---------- Material for the task

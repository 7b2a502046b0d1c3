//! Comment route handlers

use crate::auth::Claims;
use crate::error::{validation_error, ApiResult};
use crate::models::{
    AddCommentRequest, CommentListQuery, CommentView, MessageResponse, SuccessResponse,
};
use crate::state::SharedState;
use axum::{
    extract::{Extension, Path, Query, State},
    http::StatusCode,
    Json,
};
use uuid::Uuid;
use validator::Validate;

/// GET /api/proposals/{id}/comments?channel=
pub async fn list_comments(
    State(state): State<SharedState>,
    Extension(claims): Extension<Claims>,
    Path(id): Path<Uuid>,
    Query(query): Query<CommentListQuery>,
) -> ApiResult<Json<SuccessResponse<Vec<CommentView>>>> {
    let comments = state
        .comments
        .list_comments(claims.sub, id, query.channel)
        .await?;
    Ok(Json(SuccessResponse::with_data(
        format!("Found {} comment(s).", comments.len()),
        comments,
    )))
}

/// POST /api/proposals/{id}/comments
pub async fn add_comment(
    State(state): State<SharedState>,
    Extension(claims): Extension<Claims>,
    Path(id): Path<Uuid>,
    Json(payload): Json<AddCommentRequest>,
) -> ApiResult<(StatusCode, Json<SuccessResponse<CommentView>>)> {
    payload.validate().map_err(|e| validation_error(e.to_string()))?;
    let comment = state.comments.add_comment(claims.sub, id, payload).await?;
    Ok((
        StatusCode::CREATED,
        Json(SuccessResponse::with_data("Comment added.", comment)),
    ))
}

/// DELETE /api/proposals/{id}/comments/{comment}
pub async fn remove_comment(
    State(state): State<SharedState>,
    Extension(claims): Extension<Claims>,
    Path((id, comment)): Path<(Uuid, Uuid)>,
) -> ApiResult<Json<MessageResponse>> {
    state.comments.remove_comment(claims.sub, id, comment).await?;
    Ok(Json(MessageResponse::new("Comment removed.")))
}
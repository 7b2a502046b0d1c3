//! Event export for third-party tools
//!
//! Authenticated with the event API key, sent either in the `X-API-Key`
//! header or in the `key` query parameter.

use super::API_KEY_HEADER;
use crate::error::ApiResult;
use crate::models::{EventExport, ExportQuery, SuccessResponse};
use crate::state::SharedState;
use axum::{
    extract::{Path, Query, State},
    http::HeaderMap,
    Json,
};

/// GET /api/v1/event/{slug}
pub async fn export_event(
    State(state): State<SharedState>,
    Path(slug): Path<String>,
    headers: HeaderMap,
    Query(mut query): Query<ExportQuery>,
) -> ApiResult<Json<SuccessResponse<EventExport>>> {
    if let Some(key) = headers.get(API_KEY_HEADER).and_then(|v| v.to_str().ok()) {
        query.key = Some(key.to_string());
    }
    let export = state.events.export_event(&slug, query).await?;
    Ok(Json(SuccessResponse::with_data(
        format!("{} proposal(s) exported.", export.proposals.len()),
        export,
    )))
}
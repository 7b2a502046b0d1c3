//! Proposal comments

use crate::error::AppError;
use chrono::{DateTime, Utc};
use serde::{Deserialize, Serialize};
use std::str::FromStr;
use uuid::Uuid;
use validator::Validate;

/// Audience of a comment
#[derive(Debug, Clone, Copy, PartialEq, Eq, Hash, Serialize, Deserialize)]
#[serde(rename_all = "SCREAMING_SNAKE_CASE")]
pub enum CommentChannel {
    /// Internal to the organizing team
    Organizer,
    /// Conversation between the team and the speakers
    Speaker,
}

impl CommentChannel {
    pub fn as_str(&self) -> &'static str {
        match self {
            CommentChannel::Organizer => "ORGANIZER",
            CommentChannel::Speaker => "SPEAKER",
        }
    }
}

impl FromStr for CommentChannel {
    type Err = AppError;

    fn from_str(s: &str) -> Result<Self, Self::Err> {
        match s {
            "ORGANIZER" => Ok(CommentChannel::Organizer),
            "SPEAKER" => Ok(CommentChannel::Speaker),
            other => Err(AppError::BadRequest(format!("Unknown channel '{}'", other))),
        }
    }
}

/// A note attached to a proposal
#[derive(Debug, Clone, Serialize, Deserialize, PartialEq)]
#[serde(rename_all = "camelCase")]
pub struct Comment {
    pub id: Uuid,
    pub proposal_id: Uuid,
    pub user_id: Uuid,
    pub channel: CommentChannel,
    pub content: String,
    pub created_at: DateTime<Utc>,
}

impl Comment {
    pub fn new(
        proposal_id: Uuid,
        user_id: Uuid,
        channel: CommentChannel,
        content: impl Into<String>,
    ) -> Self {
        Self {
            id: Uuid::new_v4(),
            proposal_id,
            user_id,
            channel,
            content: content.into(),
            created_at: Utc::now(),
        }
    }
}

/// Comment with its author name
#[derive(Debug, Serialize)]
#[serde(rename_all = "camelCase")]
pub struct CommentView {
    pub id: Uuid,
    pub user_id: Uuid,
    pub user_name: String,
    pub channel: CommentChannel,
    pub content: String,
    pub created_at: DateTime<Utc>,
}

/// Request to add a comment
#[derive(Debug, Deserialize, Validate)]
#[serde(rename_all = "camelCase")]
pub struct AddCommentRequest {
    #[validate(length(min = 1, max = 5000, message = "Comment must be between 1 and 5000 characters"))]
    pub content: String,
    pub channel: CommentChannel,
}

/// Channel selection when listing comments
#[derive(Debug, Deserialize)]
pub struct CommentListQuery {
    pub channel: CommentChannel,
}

--------------------

Work to be completed: Set down every entry again, exactly as written.

Solution to the problem:
repository 7b2a502046b0d1c3
//! Comment route handlers

use crate::auth::Claims;
use crate::error::{validation_error, ApiResult};
use crate::models::{
    AddCommentRequest, CommentListQuery, CommentView, MessageResponse, SuccessResponse,
};
use crate::state::SharedState;
use axum::{
    extract::{Extension, Path, Query, State},
    http::StatusCode,
    Json,
};
use uuid::Uuid;
use validator::Validate;

/// GET /api/proposals/{id}/comments?channel=
pub async fn list_comments(
    State(state): State<SharedState>,
    Extension(claims): Extension<Claims>,
    Path(id): Path<Uuid>,
    Query(query): Query<CommentListQuery>,
) -> ApiResult<Json<SuccessResponse<Vec<CommentView>>>> {
    let comments = state
        .comments
        .list_comments(claims.sub, id, query.channel)
        .await?;
    Ok(Json(SuccessResponse::with_data(
        format!("Found {} comment(s).", comments.len()),
        comments,
    )))
}

/// POST /api/proposals/{id}/comments
pub async fn add_comment(
    State(state): State<SharedState>,
    Extension(claims): Extension<Claims>,
    Path(id): Path<Uuid>,
    Json(payload): Json<AddCommentRequest>,
) -> ApiResult<(StatusCode, Json<SuccessResponse<CommentView>>)> {
    payload.validate().map_err(|e| validation_error(e.to_string()))?;
    let comment = state.comments.add_comment(claims.sub, id, payload).await?;
    Ok((
        StatusCode::CREATED,
        Json(SuccessResponse::with_data("Comment added.", comment)),
    ))
}

/// DELETE /api/proposals/{id}/comments/{comment}
pub async fn remove_comment(
    State(state): State<SharedState>,
    Extension(claims): Extension<Claims>,
    Path((id, comment)): Path<(Uuid, Uuid)>,
) -> ApiResult<Json<MessageResponse>> {
    state.comments.remove_comment(claims.sub, id, comment).await?;
    Ok(Json(MessageResponse::new("Comment removed.")))
}
repository 7b2a502046b0d1c3
//! Event export for third-party tools
//!
//! Authenticated with the event API key, sent either in the `X-API-Key`
//! header or in the `key` query parameter.

use super::API_KEY_HEADER;
use crate::error::ApiResult;
use crate::models::{EventExport, ExportQuery, SuccessResponse};
use crate::state::SharedState;
use axum::{
    extract::{Path, Query, State},
    http::HeaderMap,
    Json,
};

/// GET /api/v1/event/{slug}
pub async fn export_event(
    State(state): State<SharedState>,
    Path(slug): Path<String>,
    headers: HeaderMap,
    Query(mut query): Query<ExportQuery>,
) -> ApiResult<Json<SuccessResponse<EventExport>>> {
    if let Some(key) = headers.get(API_KEY_HEADER).and_then(|v| v.to_str().ok()) {
        query.key = Some(key.to_string());
    }
    let export = state.events.export_event(&slug, query).await?;
    Ok(Json(SuccessResponse::with_data(
        format!("{} proposal(s) exported.", export.proposals.len()),
        export,
    )))
}
repository 7b2a502046b0d1c3
//! Proposal comments

use crate::error::AppError;
use chrono::{DateTime, Utc};
use serde::{Deserialize, Serialize};
use std::str::FromStr;
use uuid::Uuid;
use validator::Validate;

/// Audience of a comment
#[derive(Debug, Clone, Copy, PartialEq, Eq, Hash, Serialize, Deserialize)]
#[serde(rename_all = "SCREAMING_SNAKE_CASE")]
pub enum CommentChannel {
    /// Internal to the organizing team
    Organizer,
    /// Conversation between the team and the speakers
    Speaker,
}

impl CommentChannel {
    pub fn as_str(&self) -> &'static str {
        match self {
            CommentChannel::Organizer => "ORGANIZER",
            CommentChannel::Speaker => "SPEAKER",
        }
    }
}

impl FromStr for CommentChannel {
    type Err = AppError;

    fn from_str(s: &str) -> Result<Self, Self::Err> {
        match s {
            "ORGANIZER" => Ok(CommentChannel::Organizer),
            "SPEAKER" => Ok(CommentChannel::Speaker),
            other => Err(AppError::BadRequest(format!("Unknown channel '{}'", other))),
        }
    }
}

/// A note attached to a proposal
#[derive(Debug, Clone, Serialize, Deserialize, PartialEq)]
#[serde(rename_all = "camelCase")]
pub struct Comment {
    pub id: Uuid,
    pub proposal_id: Uuid,
    pub user_id: Uuid,
    pub channel: CommentChannel,
    pub content: String,
    pub created_at: DateTime<Utc>,
}

impl Comment {
    pub fn new(
        proposal_id: Uuid,
        user_id: Uuid,
        channel: CommentChannel,
        content: impl Into<String>,
    ) -> Self {
        Self {
            id: Uuid::new_v4(),
            proposal_id,
            user_id,
            channel,
            content: content.into(),
            created_at: Utc::now(),
        }
    }
}

/// Comment with its author name
#[derive(Debug, Serialize)]
#[serde(rename_all = "camelCase")]
pub struct CommentView {
    pub id: Uuid,
    pub user_id: Uuid,
    pub user_name: String,
    pub channel: CommentChannel,
    pub content: String,
    pub created_at: DateTime<Utc>,
}

/// Request to add a comment
#[derive(Debug, Deserialize, Validate)]
#[serde(rename_all = "camelCase")]
pub struct AddCommentRequest {
    #[validate(length(min = 1, max = 5000, message = "Comment must be between 1 and 5000 characters"))]
    pub content: String,
    pub channel: CommentChannel,
}

/// Channel selection when listing comments
#[derive(Debug, Deserialize)]
pub struct CommentListQuery {
    pub channel: CommentChannel,
}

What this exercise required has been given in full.